Ok, first of all, what happened to this young woman is an abomination, utterly horrible in both execution as well as motivation (if it was a honor or prestige killing).
But I fear it is once again time to take a stand against the death penalty. I get where you are all coming from. Why do we allow such evil to persist? Why don’t we punish with such finality that the people who did these atrocities can never do them again?
Well first of all you should remind yourself that you are willingly giving the state the power to kill its citizens with the death penalty, even if they may be innocent (see the embarassing and chilling 4 percent of people who were executed in the US and were actually innocent). This is a sentence you can’t even renege on, dead is dead after all.
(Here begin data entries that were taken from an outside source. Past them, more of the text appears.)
//! In-memory job store.

use async_trait::async_trait;
use chrono::{Duration, Utc};
use jobchat_application::{JobStorePort, StoreError};
use jobchat_domain::{Company, Job, JobFilters, JobLevel, JobPage};

/// Job store backed by plain vectors.
///
/// Immutable after construction; safe to share across concurrent requests.
pub struct InMemoryJobStore {
    jobs: Vec<Job>,
    companies: Vec<Company>,
}

impl InMemoryJobStore {
    pub fn new(jobs: Vec<Job>, companies: Vec<Company>) -> Self {
        Self { jobs, companies }
    }

    /// A small board of fixture postings for local runs and tests.
    pub fn seeded() -> Self {
        let companies = vec![
            company(1, "TechCorp", "Enterprise platform engineering", "San Francisco, CA"),
            company(2, "DataFlow Inc", "Data pipelines and analytics", "New York, NY"),
            company(3, "CloudNine Systems", "Managed cloud infrastructure", "Remote"),
            company(4, "WebWorks Studio", "Product design and web apps", "London, UK"),
        ];

        let jobs = vec![
            job(
                1,
                "Senior Full-Stack Engineer",
                "Own features end to end across a TypeScript/Rust stack.",
                "Remote",
                Some("$140k-$180k"),
                JobLevel::Senior,
                &companies[0],
                1,
            ),
            job(
                2,
                "DevOps Engineer",
                "Build and run CI/CD and infrastructure automation.",
                "San Francisco, CA",
                Some("$120k-$150k"),
                JobLevel::Middle,
                &companies[0],
                3,
            ),
            job(
                3,
                "Machine Learning Engineer",
                "Productionize models over streaming data.",
                "New York, NY",
                Some("$150k-$190k"),
                JobLevel::Senior,
                &companies[1],
                5,
            ),
            job(
                4,
                "Data Engineer",
                "Design warehouse schemas and ELT pipelines.",
                "Remote",
                None,
                JobLevel::Middle,
                &companies[1],
                7,
            ),
            job(
                5,
                "Cloud Architect",
                "Lead multi-region platform architecture.",
                "Remote",
                Some("$170k-$210k"),
                JobLevel::Lead,
                &companies[2],
                2,
            ),
            job(
                6,
                "Junior Frontend Developer",
                "Ship UI components with a senior mentor.",
                "London, UK",
                Some("£35k-£45k"),
                JobLevel::Junior,
                &companies[3],
                4,
            ),
            job(
                7,
                "Senior Rust Engineer",
                "Build the core job-matching services in Rust.",
                "Remote",
                Some("$150k-$185k"),
                JobLevel::Senior,
                &companies[2],
                6,
            ),
        ];

        Self::new(jobs, companies)
    }
}

fn company(id: i64, name: &str, description: &str, location: &str) -> Company {
    Company {
        id,
        name: name.to_string(),
        description: description.to_string(),
        location: location.to_string(),
    }
}

#[allow(clippy::too_many_arguments)]
fn job(
    id: i64,
    title: &str,
    description: &str,
    location: &str,
    salary: Option<&str>,
    level: JobLevel,
    company: &Company,
    days_old: i64,
) -> Job {
    Job {
        id,
        title: title.to_string(),
        description: description.to_string(),
        location: location.to_string(),
        salary: salary.map(|s| s.to_string()),
        level,
        company: company.clone(),
        created_at: Utc::now() - Duration::days(days_old),
    }
}

#[async_trait]
impl JobStorePort for InMemoryJobStore {
    async fn get_job(&self, job_id: i64) -> Result<Option<Job>, StoreError> {
        Ok(self.jobs.iter().find(|j| j.id == job_id).cloned())
    }

    async fn search_jobs(&self, filters: &JobFilters) -> Result<JobPage, StoreError> {
        let mut matching: Vec<&Job> = self.jobs.iter().filter(|j| filters.matches(j)).collect();
        // Newest first, matching the board's listing order
        matching.sort_by(|a, b| b.created_at.cmp(&a.created_at));

        let total = matching.len();
        let items = matching
            .into_iter()
            .skip(filters.skip)
            .take(filters.clamped_limit())
            .cloned()
            .collect();

        Ok(JobPage { items, total })
    }

    async fn list_companies(&self) -> Result<Vec<Company>, StoreError> {
        let mut companies = self.companies.clone();
        companies.sort_by(|a, b| a.name.cmp(&b.name));
        Ok(companies)
    }
}

#[cfg(test)]
mod tests {
    use super::*;

    #[tokio::test]
    async fn get_job_by_id() {
        let store = InMemoryJobStore::seeded();
        let job = store.get_job(7).await.unwrap().unwrap();
        assert_eq!(job.title, "Senior Rust Engineer");
        assert!(store.get_job(999).await.unwrap().is_none());
    }

    #[tokio::test]
    async fn search_filters_by_level_and_location() {
        let store = InMemoryJobStore::seeded();
        let filters = JobFilters::new()
            .with_level(JobLevel::Senior)
            .with_location("Remote");

        let page = store.search_jobs(&filters).await.unwrap();
        assert_eq!(page.total, 2);
        assert!(
            page.items
                .iter()
                .all(|j| j.level == JobLevel::Senior && j.location == "Remote")
        );
    }

    #[tokio::test]
    async fn search_orders_newest_first() {
        let store = InMemoryJobStore::seeded();
        let page = store.search_jobs(&JobFilters::new()).await.unwrap();

        let dates: Vec<_> = page.items.iter().map(|j| j.created_at).collect();
        let mut sorted = dates.clone();
        sorted.sort_by(|a, b| b.cmp(a));
        assert_eq!(dates, sorted);
    }

    #[tokio::test]
    async fn search_paginates() {
        let store = InMemoryJobStore::seeded();
        let page = store
            .search_jobs(&JobFilters::new().with_limit(3))
            .await
            .unwrap();
        assert_eq!(page.items.len(), 3);
        assert_eq!(page.total, 7);

        let mut filters = JobFilters::new().with_limit(3);
        filters.skip = 6;
        let last = store.search_jobs(&filters).await.unwrap();
        assert_eq!(last.items.len(), 1);
    }

    #[tokio::test]
    async fn companies_are_sorted_by_name() {
        let store = InMemoryJobStore::seeded();
        let companies = store.list_companies().await.unwrap();
        assert_eq!(companies[0].name, "CloudNine Systems");
        assert_eq!(companies.len(), 4);
    }
}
The sheer possibility that this might happen is bad enough, but you are also all ignoring that capital punishment is THE tool of the unjust. Once a state has that tool and normalizes it, it is open to misuse. It is no wonder that under Trump federal capital punishment was enacted for the first time in quite a while. The same people you want to use it against are the ones who will ultimately benefit the most from having this handy tool at their disposal. How do you want to punish trumpist terrorist with a tool they will immediately use against you once they come into power?
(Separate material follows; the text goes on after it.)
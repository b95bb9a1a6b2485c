//! Use cases orchestrating the domain through the ports.

pub mod run_chat;
pub(crate) mod shared;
Thirdly: Capital punishment makes rehabilitation impossible. Sure, you might say that some people are beyond redemption, but I would argue even sex offenders and murderers are not. I know it goes against our instincts to think that, but these are not necessarily always fundamentally evil people (if such a thing exists). And they do have human rights too. If they really are monsters like Breivic, do what all these assholes fear: don’t make them martyrs, but instead let them rot in ‘golden’ cages. Just look at what it did to Breivik! Most people are starting to forget him and all his hopes of becoming the martyr for the far right are gone. It is unintuitive, but that’s how life usually is. Don’t give into your first, very much justified emotional responses, reality usually punishes that sort of undercomplex reaction immediately.
So no, in my opinion there is nothing that justifies the death penalty, not even for just reasons.